Interrogé pourquoi il en agissait rudement avec ses disciples : Les médecins, dit-il, traitent de même leurs malades. Voyant un jour un adultère qui se sauvait : Malheureux ! lui cria-t-il, quel péril n’aurais-tu pas pu éviter avec une obole ! Hécaton, dans ses discours, lui attribue d’avoir dit « qu’il vaut mieux tomber entre les pattes « des corbeaux qu’entre les mains des flatteurs, parce que « ceux-là ne font du mal qu’aux morts, au lieu que ceux-ci dévorent les vivants. » Interrogé sur ce qui pouvait arriver de plus heureux à un homme, il répondit que c’était de mourir content.
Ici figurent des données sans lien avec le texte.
use chrono::{DateTime, Local};
use std::fmt;
use std::sync::atomic::{AtomicBool, Ordering};
use std::sync::{Arc, Mutex, MutexGuard, PoisonError};
use std::thread::{self, JoinHandle};
use std::time::{Duration, Instant};
use tokio::sync::mpsc::UnboundedSender;
use tracing::{Level, debug, info, trace, warn};

use crate::config::{Action, ActionKind, SequenceConfig};
use crate::error::{DispatchError, Error, Result};
use crate::executor::capability::InputCapability;

/// Longest uninterrupted sleep; stop requests are noticed within this bound.
const WAIT_SLICE: Duration = Duration::from_millis(50);

/// Shortest pause between two reads of a pixel that did not match yet.
///
/// An unmatched check is sampled again after the step's effective delay, but
/// never sooner than this.
pub const COLOR_POLL_MIN: Duration = Duration::from_millis(100);

#[derive(Debug, Clone, Copy, PartialEq, Eq)]
pub enum RunStatus {
    Idle,
    Running,
    Stopping,
}

/// Read-only view of the engine's progress.
#[derive(Debug, Clone, Copy, PartialEq, Eq)]
pub struct RunSnapshot {
    pub status: RunStatus,
    /// Step currently highlighted, if a pass is in progress.
    pub current_index: Option<usize>,
    pub loops_completed: u32,
}

impl RunSnapshot {
    const IDLE: Self = Self {
        status: RunStatus::Idle,
        current_index: None,
        loops_completed: 0,
    };
}

impl Default for RunSnapshot {
    fn default() -> Self {
        Self::IDLE
    }
}

/// Why a run ended.
#[derive(Debug, Clone, Copy, PartialEq, Eq)]
pub enum RunOutcome {
    /// A stop was requested.
    Stopped,
    /// All requested loops were played.
    Completed,
    /// The input backend became unusable.
    Aborted,
}

impl fmt::Display for RunOutcome {
    fn fmt(&self, f: &mut fmt::Formatter<'_>) -> fmt::Result {
        f.write_str(match self {
            RunOutcome::Stopped => "stopped",
            RunOutcome::Completed => "completed",
            RunOutcome::Aborted => "aborted",
        })
    }
}

/// One user-facing log line produced by the playback thread.
#[derive(Debug, Clone, PartialEq, Eq)]
pub struct LogLine {
    pub at: DateTime<Local>,
    pub level: Level,
    pub message: String,
}

/// Messages published by the playback thread to the foreground.
#[derive(Debug, Clone, PartialEq, Eq)]
pub enum EngineEvent {
    Log(LogLine),
    /// Step to highlight; `None` clears the highlight.
    Highlight(Option<usize>),
    Status(RunSnapshot),
    Finished {
        outcome: RunOutcome,
        loops_completed: u32,
    },
}

/// Tunables that are not part of a recorded sequence.
#[derive(Debug, Clone, Copy, PartialEq, Eq)]
pub struct EngineOptions {
    /// Pause between two passes over the sequence.
    pub inter_loop_pause: Duration,
    /// When false every wait is skipped (step delays, color polls, pauses).
    pub paced: bool,
}

impl EngineOptions {
    /// Options that skip all waits, for deterministic tests and benchmarks.
    pub fn unpaced() -> Self {
        Self {
            inter_loop_pause: Duration::ZERO,
            paced: false,
        }
    }
}

impl Default for EngineOptions {
    fn default() -> Self {
        Self {
            inter_loop_pause: Duration::from_millis(100),
            paced: true,
        }
    }
}

/// State shared between the engine handle and its playback thread.
#[derive(Debug)]
struct Shared {
    stop: AtomicBool,
    snapshot: Mutex<RunSnapshot>,
}

impl Shared {
    fn lock(&self) -> MutexGuard<'_, RunSnapshot> {
        self.snapshot.lock().unwrap_or_else(PoisonError::into_inner)
    }

    fn request_stop(&self) -> bool {
        let mut snap = self.lock();
        if snap.status == RunStatus::Running {
            snap.status = RunStatus::Stopping;
            self.stop.store(true, Ordering::SeqCst);
            true
        } else {
            false
        }
    }

    fn stop_requested(&self) -> bool {
        self.stop.load(Ordering::SeqCst)
    }
}

/// Cloneable handle that can request a stop from any thread.
#[derive(Debug, Clone)]
pub struct StopHandle {
    shared: Arc<Shared>,
}

impl StopHandle {
    /// Same as [`PlaybackEngine::request_stop`].
    pub fn request_stop(&self) -> bool {
        self.shared.request_stop()
    }
}

/// Plays an action sequence against an [`InputCapability`] on one background thread.
///
/// State machine: `Idle -> Running -> (Idle | Stopping -> Idle)`. Progress,
/// highlight changes and log lines are published as [`EngineEvent`]s; the
/// engine never writes foreground state directly.
pub struct PlaybackEngine<C> {
    capability: Arc<Mutex<C>>,
    options: EngineOptions,
    events: UnboundedSender<EngineEvent>,
    shared: Arc<Shared>,
    worker: Option<JoinHandle<()>>,
}

impl<C: InputCapability + 'static> PlaybackEngine<C> {
    pub fn new(
        capability: Arc<Mutex<C>>,
        options: EngineOptions,
        events: UnboundedSender<EngineEvent>,
    ) -> Self {
        Self {
            capability,
            options,
            events,
            shared: Arc::new(Shared {
                stop: AtomicBool::new(false),
                snapshot: Mutex::new(RunSnapshot::IDLE),
            }),
            worker: None,
        }
    }

    /// The capability this engine drives (shared with the playback thread).
    pub fn capability(&self) -> &Arc<Mutex<C>> {
        &self.capability
    }

    pub fn snapshot(&self) -> RunSnapshot {
        *self.shared.lock()
    }

    pub fn status(&self) -> RunStatus {
        self.snapshot().status
    }

    /// True while a playback thread owns the sequence (`Running` or `Stopping`).
    pub fn is_active(&self) -> bool {
        self.status() != RunStatus::Idle
    }

    pub fn stop_handle(&self) -> StopHandle {
        StopHandle {
            shared: Arc::clone(&self.shared),
        }
    }

    /// Start playing `actions` on a new background thread.
    ///
    /// Does nothing if a run is already active.
    pub fn start(&mut self, actions: Arc<[Action]>, config: &SequenceConfig) -> Result<()> {
        if actions.is_empty() {
            return Err(Error::EmptySequence);
        }

        {
            let mut snap = self.shared.lock();
            if snap.status != RunStatus::Idle {
                debug!(target: "clicker::engine", status = ?snap.status, "start ignored; run already active");
                return Ok(());
            }
            *snap = RunSnapshot {
                status: RunStatus::Running,
                ..RunSnapshot::IDLE
            };
            self.shared.stop.store(false, Ordering::SeqCst);
        }

        // The previous thread has already marked itself Idle; reap it.
        if let Some(previous) = self.worker.take() {
            let _ = previous.join();
        }

        info!(
            target: "clicker::engine",
            steps = actions.len(),
            loops = config.loop_count(),
            delay_secs = config.global_delay_secs(),
            "Starting playback"
        );

        let worker = Worker {
            actions,
            global_delay: config.global_delay(),
            loop_count: config.loop_count(),
            options: self.options,
            capability: Arc::clone(&self.capability),
            shared: Arc::clone(&self.shared),
            events: self.events.clone(),
        };
        worker.publish_status();

        match thread::Builder::new()
            .name("clicker-playback".into())
            .spawn(move || worker.run())
        {
            Ok(handle) => {
                self.worker = Some(handle);
                Ok(())
            }
            Err(e) => {
                *self.shared.lock() = RunSnapshot::IDLE;
                Err(Error::Spawn(e))
            }
        }
    }

    /// Ask the running sequence to stop at its next checkpoint. Never blocks.
    ///
    /// Returns whether a stop was actually requested.
    pub fn request_stop(&self) -> bool {
        let requested = self.shared.request_stop();
        if requested {
            debug!(target: "clicker::engine", "Stop requested");
        }
        requested
    }

    /// Block until the current playback thread, if any, has exited.
    pub fn join(&mut self) {
        if let Some(handle) = self.worker.take() {
            if handle.join().is_err() {
                warn!(target: "clicker::engine", "Playback thread panicked");
                *self.shared.lock() = RunSnapshot::IDLE;
            }
        }
    }
}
Un de ses amis se plaignant un jour à lui d’avoir perdu ses écrits, il lui dit qu’il aurait fallu mettre les choses qu’ils contenaient dans son esprit, mais non sur du papier. Il disait que les envieux sont consumés par leur propre caractère, comme le fer est rongé par la rouille qui s’y met ; que le moyen de s’immortaliser est de vivre pieusement et justement ; et que quand on ne peut plus discerner les honnêtes gens d’avec les vicieux, c’est alors qu’un pays est perdu.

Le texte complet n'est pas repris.